*** Opening Data for review ***

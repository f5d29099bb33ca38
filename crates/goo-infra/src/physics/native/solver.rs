// Copyright 2025 eraflo
//
// Licensed under the Apache License, Version 2.0 (the "License");
// you may not use this file except in compliance with the License.
// You may obtain a copy of the License at
//
//     http://www.apache.org/licenses/LICENSE-2.0
//
// Unless required by applicable law or agreed to in writing, software
// distributed under the License is distributed on an "AS IS" BASIS,
// WITHOUT WARRANTIES OR CONDITIONS OF ANY KIND, either express or implied.
// See the License for the specific language governing permissions and
// limitations under the License.

//! # Impulse Solver
//!
//! Sequential impulses over contact and distance-joint constraints, with
//! warm starting and Baumgarte stabilization.

use goo_core::math::{Vec2, TAU};

/// Fraction of the penetration resolved per step.
pub(crate) const BAUMGARTE: f32 = 0.2;
/// Allowed penetration before correction kicks in.
pub(crate) const LINEAR_SLOP: f32 = 0.005;
/// Closing speed below which restitution is ignored.
pub(crate) const RESTITUTION_THRESHOLD: f32 = 1.0;
/// Largest position correction applied to a rigid joint in one iteration.
pub(crate) const MAX_LINEAR_CORRECTION: f32 = 0.2;

/// Velocity and pose of one body, copied out of the world for solving.
#[derive(Debug, Clone, Copy)]
pub(crate) struct SolverBody {
    pub position: Vec2,
    pub angle: f32,
    pub linear_velocity: Vec2,
    pub angular_velocity: f32,
    pub inv_mass: f32,
    pub inv_inertia: f32,
}

impl SolverBody {
    fn apply_impulse(&mut self, impulse: Vec2, arm: Vec2) {
        self.linear_velocity += impulse * self.inv_mass;
        self.angular_velocity += self.inv_inertia * arm.cross(impulse);
    }

    fn velocity_at(&self, arm: Vec2) -> Vec2 {
        self.linear_velocity + Vec2::scalar_cross(self.angular_velocity, arm)
    }
}

fn pair_mut(bodies: &mut [SolverBody], a: usize, b: usize) -> (&mut SolverBody, &mut SolverBody) {
    debug_assert_ne!(a, b);
    if a < b {
        let (left, right) = bodies.split_at_mut(b);
        (&mut left[a], &mut right[0])
    } else {
        let (left, right) = bodies.split_at_mut(a);
        (&mut right[0], &mut left[b])
    }
}

#[derive(Debug, Clone, Copy)]
pub(crate) struct ConstraintPoint {
    pub r_a: Vec2,
    pub r_b: Vec2,
    pub normal_mass: f32,
    pub tangent_mass: f32,
    pub bias: f32,
    pub normal_impulse: f32,
    pub tangent_impulse: f32,
}

/// Non-penetration plus Coulomb friction for one manifold.
#[derive(Debug, Clone)]
pub(crate) struct ContactConstraint {
    pub body_a: usize,
    pub body_b: usize,
    pub normal: Vec2,
    pub friction: f32,
    pub points: Vec<ConstraintPoint>,
}

/// Input for one contact point when preparing a [`ContactConstraint`].
pub(crate) struct PointInput {
    pub position: Vec2,
    pub separation: f32,
    pub normal_impulse: f32,
    pub tangent_impulse: f32,
}

impl ContactConstraint {
    #[allow(clippy::too_many_arguments)]
    pub(crate) fn prepare(
        bodies: &[SolverBody],
        body_a: usize,
        body_b: usize,
        normal: Vec2,
        friction: f32,
        restitution: f32,
        inputs: &[PointInput],
        inv_dt: f32,
    ) -> Self {
        let a = &bodies[body_a];
        let b = &bodies[body_b];
        let tangent = Vec2::new(normal.y, -normal.x);
        let points = inputs
            .iter()
            .map(|input| {
                let r_a = input.position - a.position;
                let r_b = input.position - b.position;

                let rn_a = r_a.cross(normal);
                let rn_b = r_b.cross(normal);
                let k_normal = a.inv_mass
                    + b.inv_mass
                    + a.inv_inertia * rn_a * rn_a
                    + b.inv_inertia * rn_b * rn_b;

                let rt_a = r_a.cross(tangent);
                let rt_b = r_b.cross(tangent);
                let k_tangent = a.inv_mass
                    + b.inv_mass
                    + a.inv_inertia * rt_a * rt_a
                    + b.inv_inertia * rt_b * rt_b;

                let mut bias =
                    BAUMGARTE * inv_dt * (-input.separation - LINEAR_SLOP).max(0.0);
                let closing = normal.dot(b.velocity_at(r_b) - a.velocity_at(r_a));
                if closing < -RESTITUTION_THRESHOLD {
                    bias = bias.max(-restitution * closing);
                }

                ConstraintPoint {
                    r_a,
                    r_b,
                    normal_mass: if k_normal > 0.0 { 1.0 / k_normal } else { 0.0 },
                    tangent_mass: if k_tangent > 0.0 { 1.0 / k_tangent } else { 0.0 },
                    bias,
                    normal_impulse: input.normal_impulse,
                    tangent_impulse: input.tangent_impulse,
                }
            })
            .collect();

        Self {
            body_a,
            body_b,
            normal,
            friction,
            points,
        }
    }

    pub(crate) fn warm_start(&self, bodies: &mut [SolverBody]) {
        let tangent = Vec2::new(self.normal.y, -self.normal.x);
        let (a, b) = pair_mut(bodies, self.body_a, self.body_b);
        for p in &self.points {
            let impulse = self.normal * p.normal_impulse + tangent * p.tangent_impulse;
            a.apply_impulse(-impulse, p.r_a);
            b.apply_impulse(impulse, p.r_b);
        }
    }

    pub(crate) fn solve(&mut self, bodies: &mut [SolverBody]) {
        let normal = self.normal;
        let tangent = Vec2::new(normal.y, -normal.x);
        let friction = self.friction;
        let (a, b) = pair_mut(bodies, self.body_a, self.body_b);

        for p in &mut self.points {
            let dv = b.velocity_at(p.r_b) - a.velocity_at(p.r_a);
            let vt = dv.dot(tangent);
            let max_friction = friction * p.normal_impulse;
            let new_tangent =
                (p.tangent_impulse - p.tangent_mass * vt).clamp(-max_friction, max_friction);
            let lambda = new_tangent - p.tangent_impulse;
            p.tangent_impulse = new_tangent;
            let impulse = tangent * lambda;
            a.apply_impulse(-impulse, p.r_a);
            b.apply_impulse(impulse, p.r_b);
        }

        for p in &mut self.points {
            let dv = b.velocity_at(p.r_b) - a.velocity_at(p.r_a);
            let vn = dv.dot(normal);
            let new_normal = (p.normal_impulse + p.normal_mass * (p.bias - vn)).max(0.0);
            let lambda = new_normal - p.normal_impulse;
            p.normal_impulse = new_normal;
            let impulse = normal * lambda;
            a.apply_impulse(-impulse, p.r_a);
            b.apply_impulse(impulse, p.r_b);
        }
    }
}

/// Soft distance constraint between two anchors.
#[derive(Debug, Clone)]
pub(crate) struct DistanceConstraint {
    pub body_a: usize,
    pub body_b: usize,
    pub local_anchor_a: Vec2,
    pub local_anchor_b: Vec2,
    pub length: f32,
    pub frequency_hz: f32,
    pub impulse: f32,
    r_a: Vec2,
    r_b: Vec2,
    axis: Vec2,
    mass: f32,
    gamma: f32,
    bias: f32,
}

impl DistanceConstraint {
    #[allow(clippy::too_many_arguments)]
    pub(crate) fn prepare(
        bodies: &[SolverBody],
        body_a: usize,
        body_b: usize,
        local_anchor_a: Vec2,
        local_anchor_b: Vec2,
        length: f32,
        frequency_hz: f32,
        damping_ratio: f32,
        impulse: f32,
        dt: f32,
    ) -> Self {
        let a = &bodies[body_a];
        let b = &bodies[body_b];
        let r_a = local_anchor_a.rotate(a.angle);
        let r_b = local_anchor_b.rotate(b.angle);
        let delta = b.position + r_b - a.position - r_a;
        let current = delta.length();
        let axis = if current > LINEAR_SLOP {
            delta / current
        } else {
            Vec2::ZERO
        };

        let cr_a = r_a.cross(axis);
        let cr_b = r_b.cross(axis);
        let mut inv_mass =
            a.inv_mass + a.inv_inertia * cr_a * cr_a + b.inv_mass + b.inv_inertia * cr_b * cr_b;
        let mut mass = if inv_mass != 0.0 { 1.0 / inv_mass } else { 0.0 };

        let (mut gamma, mut bias) = (0.0, 0.0);
        if frequency_hz > 0.0 {
            let c = current - length;
            let omega = TAU * frequency_hz;
            let damping = 2.0 * mass * damping_ratio * omega;
            let stiffness = mass * omega * omega;
            gamma = dt * (damping + dt * stiffness);
            gamma = if gamma != 0.0 { 1.0 / gamma } else { 0.0 };
            bias = c * dt * stiffness * gamma;
            inv_mass += gamma;
            mass = if inv_mass != 0.0 { 1.0 / inv_mass } else { 0.0 };
        }

        Self {
            body_a,
            body_b,
            local_anchor_a,
            local_anchor_b,
            length,
            frequency_hz,
            impulse,
            r_a,
            r_b,
            axis,
            mass,
            gamma,
            bias,
        }
    }

    pub(crate) fn warm_start(&self, bodies: &mut [SolverBody]) {
        let (a, b) = pair_mut(bodies, self.body_a, self.body_b);
        let p = self.axis * self.impulse;
        a.apply_impulse(-p, self.r_a);
        b.apply_impulse(p, self.r_b);
    }

    pub(crate) fn solve_velocity(&mut self, bodies: &mut [SolverBody]) {
        let (a, b) = pair_mut(bodies, self.body_a, self.body_b);
        let cdot = self.axis.dot(b.velocity_at(self.r_b) - a.velocity_at(self.r_a));
        let lambda = -self.mass * (cdot + self.bias + self.gamma * self.impulse);
        self.impulse += lambda;
        let p = self.axis * lambda;
        a.apply_impulse(-p, self.r_a);
        b.apply_impulse(p, self.r_b);
    }

    /// Projects rigid joints back to their length. Soft joints are left to
    /// the spring.
    pub(crate) fn solve_position(&self, bodies: &mut [SolverBody]) -> bool {
        if self.frequency_hz > 0.0 {
            return true;
        }
        let (a, b) = pair_mut(bodies, self.body_a, self.body_b);
        let r_a = self.local_anchor_a.rotate(a.angle);
        let r_b = self.local_anchor_b.rotate(b.angle);
        let delta = b.position + r_b - a.position - r_a;
        let current = delta.length();
        if current <= LINEAR_SLOP {
            return true;
        }
        let axis = delta / current;
        let c = (current - self.length).clamp(-MAX_LINEAR_CORRECTION, MAX_LINEAR_CORRECTION);

        let cr_a = r_a.cross(axis);
        let cr_b = r_b.cross(axis);
        let inv_mass =
            a.inv_mass + a.inv_inertia * cr_a * cr_a + b.inv_mass + b.inv_inertia * cr_b * cr_b;
        if inv_mass == 0.0 {
            return true;
        }
        let p = axis * (-c / inv_mass);
        a.position -= p * a.inv_mass;
        a.angle -= a.inv_inertia * r_a.cross(p);
        b.position += p * b.inv_mass;
        b.angle += b.inv_inertia * r_b.cross(p);

        c.abs() < LINEAR_SLOP
    }
}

*** Closing Data for review ***

[Requirement] Search the material above for the word "lambda", and return each line that holds it.

[Answer below]
            let lambda = new_tangent - p.tangent_impulse;
            let impulse = tangent * lambda;
            let lambda = new_normal - p.normal_impulse;
            let impulse = normal * lambda;
        let lambda = -self.mass * (cdot + self.bias + self.gamma * self.impulse);
        self.impulse += lambda;
        let p = self.axis * lambda;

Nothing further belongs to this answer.